Seanad debates

Tuesday, 8 July 2014

Housing (Miscellaneous Provisions) Bill 2014: Committee Stage

 

2:30 pm

Photo of Jan O'SullivanJan O'Sullivan (Limerick City, Labour) | Oireachtas source

These amendments duplicate an existing enactment in the Housing (Miscellaneous Provisions) Act 2009. Section 13 of the 2009 Act provides that capital moneys accruing to a housing authority from a number of sources, including the sale of a dwelling under the old tenant purchase scheme provided by the 1966 Act, or the two incremental purchase schemes provided for in the 2009 Act, will be ring-fenced in a separate account and, subject to the Minister’s prior approval, used for the provision of housing or for the refurbishment or maintenance of existing houses, or related purposes. Such provisions refer to a local authority’s internal capital receipts. Furthermore, section 34(a) of this Bill amends section 13 of the 2009 Act to provide that moneys accruing from the sale of a dwelling under Part 3 of the Bill will also be subject to the provisions of section 13.

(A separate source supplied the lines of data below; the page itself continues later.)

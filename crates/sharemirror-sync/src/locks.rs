//! Per-task single-flight guard
//!
//! A reconciliation or retention pass holds its task's guard for its whole
//! duration. A second caller for the same task does not wait; it gets
//! `None` and skips the task for that tick. The guard is released when
//! dropped, on every exit path.

use std::collections::HashSet;
use std::sync::Arc;

use dashmap::DashMap;
use tokio::sync::{Mutex, OwnedMutexGuard};

use sharemirror_core::domain::TaskId;

/// Lock table keyed by task id; clones share the same table
#[derive(Debug, Clone, Default)]
pub struct TaskLocks {
    inner: Arc<DashMap<TaskId, Arc<Mutex<()>>>>,
}

/// Held while a task is being processed
#[derive(Debug)]
pub struct TaskGuard {
    task_id: TaskId,
    _guard: OwnedMutexGuard<()>,
}

impl TaskGuard {
    pub fn task_id(&self) -> &TaskId {
        &self.task_id
    }
}

impl TaskLocks {
    pub fn new() -> Self {
        Self::default()
    }

    /// Takes the task's guard, or returns `None` if it is already held
    pub fn try_acquire(&self, task_id: &TaskId) -> Option<TaskGuard> {
        let lock = self.inner.entry(*task_id).or_default().clone();
        lock.try_lock_owned().ok().map(|guard| TaskGuard {
            task_id: *task_id,
            _guard: guard,
        })
    }

    /// Drops the table entry of a task unless someone holds or is taking it
    ///
    /// Returns true when the entry was removed.
    pub fn forget(&self, task_id: &TaskId) -> bool {
        self.inner
            .remove_if(task_id, |_, lock| Arc::strong_count(lock) == 1)
            .is_some()
    }

    /// Drops every idle entry whose task is not in `live`
    pub fn retain_live(&self, live: &HashSet<TaskId>) {
        self.inner
            .retain(|id, lock| live.contains(id) || Arc::strong_count(lock) > 1);
    }

    #[cfg(test)]
    pub(crate) fn tracked(&self) -> usize {
        self.inner.len()
    }
}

Since 2007, local authorities have had delegated sanction to use their internal capital receipts for housing purposes, subject to certain terms and conditions. Under these procedures authorities are required to submit an annual programme of works to be funded by their internal capital receipts, primarily for the planned maintenance and improvement of their existing housing stock, for approval by my Department. It has also been agreed that local authorities can use their ICR funds to augment and oversee the implication of the voluntary code and to advise on the development of statutory regulation.

Regulation is an important element in providing the conditions necessary for the growth and development of the sector. Financing that growth is equally important and the question of how best to utilise the existing asset base, including the option of selling existing stock to tenants, is a factor to be considered under this particular process.

In the context of work under way regarding the regulation of the voluntary sector and that the principle of what is proposed in respect of the use of capital moneys accruing to local authorities from sales is already provided for in primary legislation, that is, the Housing (Miscellaneous Provisions) Act 2009, I suggest the two amendments are unnecessary because they are duplicating provisions already in place.